Любое богатство — это страшная обуза и ответственность. Я сразу же бежала в нужник проверять свое сокровище, когда кто-нибудь выходил оттуда. Я выковыривала из-за досок волшебные монетки, пересчитывала их и засовывала обратно. Все руки у меня были в занозах, по ночам я прислушивалась к хлопанью деревянной дверки и вся извелась — в темноте из своей кровати за взрослыми не уследишь как следует. И тут еще, как нарочно, через два дня я обнаружила в кармане папиной мягкой зеленой куртки, в которой он ходил в лес, еще один рубль! Видимо, он заначил на пиво и забыл — он редко приезжал на дачу. Всё, всё толкало меня в Америку! Я не поверила своим рукам, когда вытащила из холодка шелковой норки карманчика сложенную вчетверо, потертую по сгибам бумажку. Собственность отягощает. Но мало-помалу я попривыкла к своему положению, вынуждающему меня готовиться к побегу, подуспокоилась по поводу стыбзенных денег, и уже не вздрагивала от каждого деревянного стука дверки дачного клозета, и уже не каждый раз мчалась проверять целостность моего капитала в его вонючем хранилище.

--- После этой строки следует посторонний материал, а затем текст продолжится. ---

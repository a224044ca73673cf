pub mod main_middleware;
pub mod permissions;

pub use main_middleware::{auth, permission_check, JWTAuthMiddeware};
pub use permissions::Action;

И зря. Уж не знаю, какие действия необходимо было произвести в туалете, чтобы обнаружить мой тайник за досками, но только мама мои деньги нашла. Будь она поромантичнее воспитана, она бы тихо и радостно забрала бы их и купила бы своим детям — то есть мне и брату Юрочке — мороженого и конфет. Ну, или там себе губной помады. Но скучная логика советского воспитания не позволила ей этого сделать. Она решила искать правды и справедливости. Она позвала в туалет элегантную лояльную тетю Клаву в шифоновом шарфике, и они стали вместе обсуждать всевозможные варианты происхождения подобной находки. Почувствовав, что их женский ум не справляется с проблемой генезиса, они призвали в помощь тети Клавиного мужа генерала дядю Кузю.

Генерал дядя Кузя, который по своей удивительной доброте всегда и всех выручал из неприятностей, тут же высказал предположение, которое и было принято как разумное и единственно проясняющее ситуацию, а именно — что это заначка пьющего мужа хозяйки и самое правильное и гуманное, что можно совершить, — это оставить все на своих местах. Однако женщины не сочли возможным запихивать деньги обратно между досок и решили позвать предполагаемого хозяина с твердым намерением поскорее завершить инцидент, восстановив его попранную анонимность и быстро устроив таким образом хеппи-энд. Но не тут-то было. Никакой хеппи-энд не устроился. Попробуй устрой у русских хеппи-энд! Кто пробовал, тот знает, что без обязательной порции достоевщинки или, на худой конец, гоголевщинки этот интернациональный фокус не проходит.

Во-первых, добыть мужа хозяйки оказалось не так-то просто. Он спал. И сама хозяйка Антонина Ивановна свято охраняла его сон, потому что ведь каждому известно, каково это бывает, если внезапно разбудить мужа хозяйки. Во-вторых, хозяйка Антонина Ивановна очень насторожилась, услышав от моей мамы и лояльной тети Клавы в шифоновом шарфике просьбу об аудиенции у недоступного им спящего мужа. Само собой разумеется, приличия требовали объяснить внезапный интерес двух дам к чужому, а именно хозяйкиному мужу. Заметьте, одна ведь из дам была в шифоновом шарфике, а уж про маму и говорить нечего — она и всегда-то была красавицей, а в те годы у нее была коротенькая стрижечка, просто глаз не оторвать. Короче, хозяйка занервничала, рывком взяла своего мужа из кровати и, не дожидаясь объяснений, поставила его на попа перед дверью сарайчика. Довольно сбивчиво женщины попытались предложить некогда задуманный хеппи-энд. Они стали объяснять, как случилось, что деньги, припасенные дядей Федей на опохмелку, дрожат в руке моей мамы. Хозяйка своего мужа, Антонина Ивановна впилась глазами в лицо своего супруга, алчно ища признаков хоть чего-нибудь. Ну не раскаяния, конечно, ну хоть чего-нибудь.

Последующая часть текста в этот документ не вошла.